▶ [Task requirements] Which lines of the data contain the string "contains"? Show each of them.

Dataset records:

_ _ _ _

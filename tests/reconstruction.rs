use demux::graph::{Aggregate, DegreeSequence, Edge, NodeId, Observations};
use demux::io::{parse_aggregate, parse_observations, write_multiplex};
use demux::reconstruct::{reconstruct, ReconstructionConfig, SideInformation};
use demux::Error;

fn e(a: NodeId, b: NodeId) -> Edge {
    Edge::new(a, b).unwrap()
}

fn square() -> (Aggregate, Observations) {
    let agg = parse_aggregate("1 2\n2 3\n3 4\n1 4\n").unwrap();
    let obs = parse_observations("0 1 2\n1 3 4\n").unwrap();
    (agg, obs)
}

#[test]
fn square_with_two_observed_edges() {
    let (agg, obs) = square();
    let side = SideInformation::Observations(obs);

    let mut seen = [[0usize; 2]; 2];
    for seed in 0..200 {
        let config = ReconstructionConfig::new().with_seed(seed);
        let r = reconstruct(&agg, &side, &config).unwrap();

        assert_eq!(r.multiplex.edge_layers(&e(1, 2)), vec![0]);
        assert_eq!(r.multiplex.edge_layers(&e(3, 4)), vec![1]);
        assert_eq!(r.mu, 1.0);

        for (slot, edge) in [e(2, 3), e(1, 4)].iter().enumerate() {
            let layers = r.multiplex.edge_layers(edge);
            assert_eq!(layers.len(), 1);
            seen[slot][layers[0]] += 1;
        }
    }
    // Both unknown edges are exact ties; each layer should win sometimes.
    for counts in seen {
        assert!(counts[0] > 60 && counts[1] > 60, "{counts:?}");
    }
}

#[test]
fn reversed_edge_input_gives_identical_result() {
    let (agg, obs) = square();
    let reversed = parse_aggregate("2 1\n3 2\n4 3\n4 1\n").unwrap();
    assert_eq!(agg, reversed);

    let config = ReconstructionConfig::new().with_seed(3).with_soft_output(true);
    let a = reconstruct(&agg, &SideInformation::Observations(obs.clone()), &config).unwrap();
    let b = reconstruct(&reversed, &SideInformation::Observations(obs), &config).unwrap();
    assert_eq!(a.mapping, b.mapping);
    assert_eq!(a.likelihoods, b.likelihoods);
}

#[test]
fn soft_output_vectors_are_normalized() {
    let agg = Aggregate::from_pairs([(0, 1), (1, 2), (2, 0), (2, 3), (3, 4), (4, 5), (5, 3)])
        .unwrap();
    let mut obs = Observations::new();
    obs.entry(0).or_default().insert(e(0, 1));
    obs.entry(1).or_default().insert(e(4, 5));

    let config = ReconstructionConfig::new()
        .with_seed(17)
        .with_community_detection(true)
        .with_soft_output(true);
    let r = reconstruct(&agg, &SideInformation::Observations(obs), &config).unwrap();

    let likelihoods = r.likelihoods.unwrap();
    assert_eq!(likelihoods.len(), 5);
    for (edge, vector) in &likelihoods {
        let sum: f64 = vector.iter().sum();
        assert!((sum - 1.0).abs() < 1e-9, "{edge}: {vector:?}");
        let best = vector.iter().copied().fold(f64::NEG_INFINITY, f64::max);
        assert_eq!(vector[r.mapping[edge]], best);
    }
}

#[test]
fn degree_sequence_mode_isolated_edge_is_tie_broken() {
    // Node 7 and 8 have degree 0 everywhere: degenerate, but not an error.
    let agg = Aggregate::from_pairs([(0, 1), (7, 8)]).unwrap();
    let mut a = DegreeSequence::from_dense(&[1, 1]);
    a.insert(7, 0);
    a.insert(8, 0);
    let side = SideInformation::DegreeSequences(vec![a.clone(), a]);

    let mut wins = [0usize; 2];
    for seed in 0..200 {
        let r = reconstruct(&agg, &side, &ReconstructionConfig::new().with_seed(seed)).unwrap();
        wins[r.mapping[&e(7, 8)]] += 1;
        assert_eq!(r.multiplex.total_edges(), 2);
    }
    assert!(wins[0] > 60 && wins[1] > 60, "{wins:?}");
}

#[test]
fn output_round_trips_through_edgelist() {
    let (agg, obs) = square();
    let r = reconstruct(
        &agg,
        &SideInformation::Observations(obs),
        &ReconstructionConfig::new().with_seed(0),
    )
    .unwrap();

    let mut buf = Vec::new();
    write_multiplex(&r.multiplex, &mut buf).unwrap();
    let text = String::from_utf8(buf).unwrap();
    let back = parse_observations(&text).unwrap();

    let edges: usize = back.values().map(|s| s.len()).sum();
    assert_eq!(edges, 4);
    assert!(back[&0].contains(&e(1, 2)));
    assert!(back[&1].contains(&e(3, 4)));
}

#[test]
fn missing_mode_is_rejected_before_work() {
    assert!(matches!(
        SideInformation::from_parts(None, None),
        Err(Error::UnsupportedMode(_))
    ));
}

_ _ _ _

▶ [Task result]
    assert!(back[&0].contains(&e(1, 2)));
    assert!(back[&1].contains(&e(3, 4)));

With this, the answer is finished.